Scientists Map the Geometry of a Single Electron for the First Time

The new research could be useful for the development of spin-based quantum computers.
​Quantum dot containers emitting multi-spectrum light. Image: Antipoff
Quantum dot containers emitting multi-spectrum light. Image: Antipoff

Scientists have created the first geometric map of a single electron, according to a study published Wednesday in the Physical Review Letters.

The authors, led by University of Basel physicist Dominik Zumbühl, outline a new technique that can shed light on this bizarre subatomic particle and improve human manipulation of electron spin—a key goal for the quantum computing community.

Electrons, which display the properties of both particles and waves, are one of the most otherworldly and slippery forms of matter known to science. It’s impossible to image an individual electron simply by zooming in on it with a microscope or camera, so the study’s authors instead used a special material called a quantum dot.


Quantum dots are nanocrystals that are too small to be seen with the naked eye. Their unique optical properties have enabled a range of commercial applications, including more colorful LED screens and efficient solar cells. The dots are also useful for physicists because they confine electrons in one locality using electric fields, which simulates the dynamics of a real atom. For this reason, quantum dots are sometimes called artificial atoms.

Zumbühl and his colleagues illustrated how quantum dots can be used to sketch out the parameters of a single electron. The team measured the energy levels of quantum dots exposed to magnetic fields of different strengths and orientations. That data was fed into a theoretical model that produced a map of a single electron wave function (meaning, the wave characteristics of the electron).

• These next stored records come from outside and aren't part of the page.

//! Error types for the logger

use std::io;

pub type Result<T> = std::result::Result<T, LoggerError>;

#[derive(Debug, thiserror::Error)]
pub enum LoggerError {
    /// Writing a line to the destination failed
    #[error("failed to write log line to {target}: {source}")]
    Write {
        target: String,
        #[source]
        source: io::Error,
    },

    /// Flushing the destination failed
    #[error("failed to flush {target}: {source}")]
    Flush {
        target: String,
        #[source]
        source: io::Error,
    },

    /// Invalid configuration with details
    #[error("Invalid configuration for {component}: {message}")]
    InvalidConfiguration { component: String, message: String },

    /// JSON configuration could not be parsed
    #[error("JSON error: {0}")]
    Json(#[from] serde_json::Error),

    /// `init` was called more than once
    #[error("global logger already initialized")]
    AlreadyInitialized,
}

impl LoggerError {
    /// Create an invalid configuration error
    pub fn config(component: impl Into<String>, message: impl Into<String>) -> Self {
        LoggerError::InvalidConfiguration {
            component: component.into(),
            message: message.into(),
        }
    }

    /// Create a write error for the named destination
    pub fn write(target: impl Into<String>, source: io::Error) -> Self {
        LoggerError::Write {
            target: target.into(),
            source,
        }
    }

    /// Create a flush error for the named destination
    pub fn flush(target: impl Into<String>, source: io::Error) -> Self {
        LoggerError::Flush {
            target: target.into(),
            source,
        }
    }

    /// The underlying I/O error kind, if this is a stream failure
    pub fn io_kind(&self) -> Option<io::ErrorKind> {
        match self {
            LoggerError::Write { source, .. } | LoggerError::Flush { source, .. } => {
                Some(source.kind())
            }
            _ => None,
        }
    }
}
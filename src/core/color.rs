//! ANSI color mapping and color-mode resolution

use super::error::LoggerError;
use super::log_level::LogLevel;
use serde::{Deserialize, Serialize};
use std::fmt;
use std::str::FromStr;

/// Escape sequence that restores the default terminal color
pub const RESET: &str = "\x1b[0m";

/// Escape sequences written around a colored line
#[derive(Debug, Clone, Copy, PartialEq, Eq)]
pub struct ColorPair {
    pub prefix: &'static str,
    pub postfix: &'static str,
}

impl ColorPair {
    const fn new(prefix: &'static str) -> Self {
        Self {
            prefix,
            postfix: RESET,
        }
    }

    const PLAIN: ColorPair = ColorPair {
        prefix: "",
        postfix: "",
    };

    /// Color pair for `level`
    #[inline]
    pub fn for_level(level: LogLevel) -> Self {
        LEVEL_COLORS[level.index()]
    }

    #[inline]
    pub fn is_plain(&self) -> bool {
        self.prefix.is_empty()
    }
}

/// Indexed by `LogLevel` discriminant
pub static LEVEL_COLORS: [ColorPair; 6] = [
    ColorPair::new("\x1b[34m"), // trace: blue
    ColorPair::new("\x1b[32m"), // debug: green
    ColorPair::PLAIN,           // info
    ColorPair::new("\x1b[33m"), // warn: yellow
    ColorPair::new("\x1b[31m"), // error: red
    ColorPair::new("\x1b[31m"), // fatal: red
];

/// Whether escape sequences are written
#[derive(Debug, Clone, Copy, PartialEq, Eq, Default, Serialize, Deserialize)]
#[serde(rename_all = "lowercase")]
pub enum ColorMode {
    /// Color only when the destination is a terminal on an ANSI platform
    #[default]
    Auto,
    Always,
    Never,
}

impl ColorMode {
    /// Decide for a destination whose terminal status is `is_terminal`
    pub fn resolve(self, is_terminal: bool) -> bool {
        match self {
            ColorMode::Always => true,
            ColorMode::Never => false,
            ColorMode::Auto => ansi_platform() && is_terminal,
        }
    }

    pub fn as_str(&self) -> &'static str {
        match self {
            ColorMode::Auto => "auto",
            ColorMode::Always => "always",
            ColorMode::Never => "never",
        }
    }
}

impl fmt::Display for ColorMode {
    fn fmt(&self, f: &mut fmt::Formatter<'_>) -> fmt::Result {
        f.write_str(self.as_str())
    }
}

impl FromStr for ColorMode {
    type Err = LoggerError;

    fn from_str(s: &str) -> Result<Self, Self::Err> {
        match s.trim().to_lowercase().as_str() {
            "auto" => Ok(ColorMode::Auto),
            "always" | "on" | "force" => Ok(ColorMode::Always),
            "never" | "off" => Ok(ColorMode::Never),
            _ => Err(LoggerError::config(
                "color",
                format!("invalid color mode: '{}'", s),
            )),
        }
    }
}

/// Windows consoles receive plain text under auto-detection
#[inline]
pub fn ansi_platform() -> bool {
    !cfg!(windows)
}

/// Wrap `line` in the colors for `level`, appending to `buf`
pub fn paint_into(level: LogLevel, line: &str, buf: &mut String) {
    let pair = ColorPair::for_level(level);
    buf.push_str(pair.prefix);
    buf.push_str(line);
    buf.push_str(pair.postfix);
}
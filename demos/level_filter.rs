//! Threshold example
//!
//! Walks the minimum level from trace up to off; each step prints a header
//! and the lines that survive the filter.
//!
//! Run with: cargo run --example level_filter

use simple_console_logger::prelude::*;

fn main() -> Result<()> {
    let logger = Logger::new();

    let thresholds = LogLevel::ALL
        .iter()
        .copied()
        .map(LevelFilter::from)
        .chain(std::iter::once(LevelFilter::Off));

    for threshold in thresholds {
        println!("min_level = {}:", threshold);
        logger.set_min_level(threshold);
        for level in LogLevel::ALL {
            logger.log(level, format!("{} message.", level))?;
        }
    }

    Ok(())
}
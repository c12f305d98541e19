use axum::extract::{Path, State};
use axum::Json;
use serde::{Deserialize, Serialize};
use std::sync::Arc;

use crate::api::response::{ApiError, AppJson, AppQuery, JSend};
use crate::blog::DraftEntry;
use crate::AppState;

// ============================================================================
// Types
// ============================================================================

#[derive(Debug, Deserialize, Serialize)]
pub struct SaveDraftRequest {
    pub content: String,
    #[serde(default)]
    pub id: Option<String>,
    #[serde(default)]
    pub title: Option<String>,
}

#[derive(Debug, Serialize)]
pub struct SaveDraftResponse {
    /// `None` when the content was empty and nothing was saved
    pub id: Option<String>,
}

#[derive(Debug, Default, Deserialize)]
pub struct ListDraftsParams {
    #[serde(default)]
    pub id: Option<String>,
}

// ============================================================================
// Handlers
// ============================================================================

pub async fn list_drafts(
    State(state): State<Arc<AppState>>,
    AppQuery(params): AppQuery<ListDraftsParams>,
) -> Json<JSend<Vec<DraftEntry>>> {
    let drafts = state.blog.get_draft_content(params.id.as_deref()).await;
    JSend::success(drafts)
}

pub async fn save_draft(
    State(state): State<Arc<AppState>>,
    AppJson(req): AppJson<SaveDraftRequest>,
) -> Result<Json<JSend<SaveDraftResponse>>, ApiError> {
    let id = state
        .blog
        .save_draft(&req.content, req.title.as_deref(), req.id.as_deref())
        .await?;

    Ok(JSend::success(SaveDraftResponse { id }))
}

pub async fn delete_draft(
    State(state): State<Arc<AppState>>,
    Path(id): Path<String>,
) -> Result<Json<JSend<()>>, ApiError> {
    if !state.blog.has_draft(&id).await {
        return Err(ApiError::not_found("Draft not found"));
    }

    state.blog.delete_draft(&id).await?;
    Ok(JSend::success(()))
}
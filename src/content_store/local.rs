use async_trait::async_trait;
use bytes::Bytes;
use std::io::Write;
use std::path::{Path, PathBuf};
use tokio_util::sync::CancellationToken;

use super::{ContentStore, ContentStoreError};

/// Bodies are written in slices of this size, checking for cancellation in between.
const WRITE_CHUNK: usize = 64 * 1024;

/// Local filesystem content store.
pub struct LocalStore {
    base_path: PathBuf,
}

impl LocalStore {
    pub fn new<P: AsRef<Path>>(base_path: P) -> Result<Self, std::io::Error> {
        let base_path = base_path.as_ref().to_path_buf();
        std::fs::create_dir_all(&base_path)?;
        Ok(Self { base_path })
    }

    /// Create a directory under the store root, e.g. one per body kind.
    pub fn ensure_dir(&self, relative: &str) -> Result<PathBuf, std::io::Error> {
        let dir = self.base_path.join(relative);
        std::fs::create_dir_all(&dir)?;
        Ok(dir)
    }

    pub fn base_path(&self) -> &Path {
        &self.base_path
    }

    fn object_path(&self, key: &str) -> PathBuf {
        self.base_path.join(key)
    }
}

fn write_chunks(
    path: &Path,
    key: &str,
    data: &[u8],
    cancel: &CancellationToken,
) -> Result<(), ContentStoreError> {
    // File::create truncates, so the old body is gone from here on.
    let mut file = std::fs::File::create(path)?;
    for chunk in data.chunks(WRITE_CHUNK) {
        if cancel.is_cancelled() {
            return Err(ContentStoreError::Cancelled(key.to_string()));
        }
        file.write_all(chunk)?;
    }
    file.sync_data()?;
    Ok(())
}

#[async_trait]
impl ContentStore for LocalStore {
    async fn write_full(
        &self,
        key: &str,
        data: Bytes,
        cancel: CancellationToken,
    ) -> Result<(), ContentStoreError> {
        if cancel.is_cancelled() {
            return Err(ContentStoreError::Cancelled(key.to_string()));
        }
        let path = self.object_path(key);
        let key = key.to_string();
        tokio::task::spawn_blocking(move || write_chunks(&path, &key, &data, &cancel))
            .await
            .map_err(|e| ContentStoreError::Backend(format!("write task failed: {e}")))?
    }

    async fn read_full(&self, key: &str) -> Result<Bytes, ContentStoreError> {
        let path = self.object_path(key);
        match tokio::fs::read(&path).await {
            Ok(data) => Ok(Bytes::from(data)),
            Err(e) if e.kind() == std::io::ErrorKind::NotFound => {
                Err(ContentStoreError::NotFound(key.to_string()))
            }
            Err(e) => Err(e.into()),
        }
    }

    async fn delete(&self, key: &str) -> Result<(), ContentStoreError> {
        let path = self.object_path(key);
        match tokio::fs::remove_file(&path).await {
            Ok(()) => Ok(()),
            Err(e) if e.kind() == std::io::ErrorKind::NotFound => Ok(()),
            Err(e) => Err(e.into()),
        }
    }

    async fn exists(&self, key: &str) -> Result<bool, ContentStoreError> {
        let path = self.object_path(key);
        Ok(tokio::fs::try_exists(&path).await?)
    }
}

It’s not ketchup and fries. The red dot represents the wave function of the electron, which is being manipulated by the electric fields created by the gold structures. Image: University of Basel, Department of Physics

"We are able to not only map the shape and orientation of the electron, but also control the wave function according to the configuration of the applied electric fields,” said Zumbühl in a statement. “This gives us the opportunity to optimize control of the spins in a very targeted manner."

In quantum computing research, the spin of an electron is considered a promising basis for a qubit, a shortened version of a “quantum bit.” Similar to how binary code is based on two bits, 1s and 0s, an electron’s two spin states, up and down, could be used as the core information system for future quantum computers.

Because electrons are capable of superposition—essentially exhibiting an up and down spin at the same time—quantum computers are expected to process information much faster than the binary-based computers we use today.

It’s hard to predict if or when such advanced computing techniques will become a reality. But regardless, the new study, along with a related paper published earlier this year, have brought the concept of a spin-based quantum computer one step closer to fruition.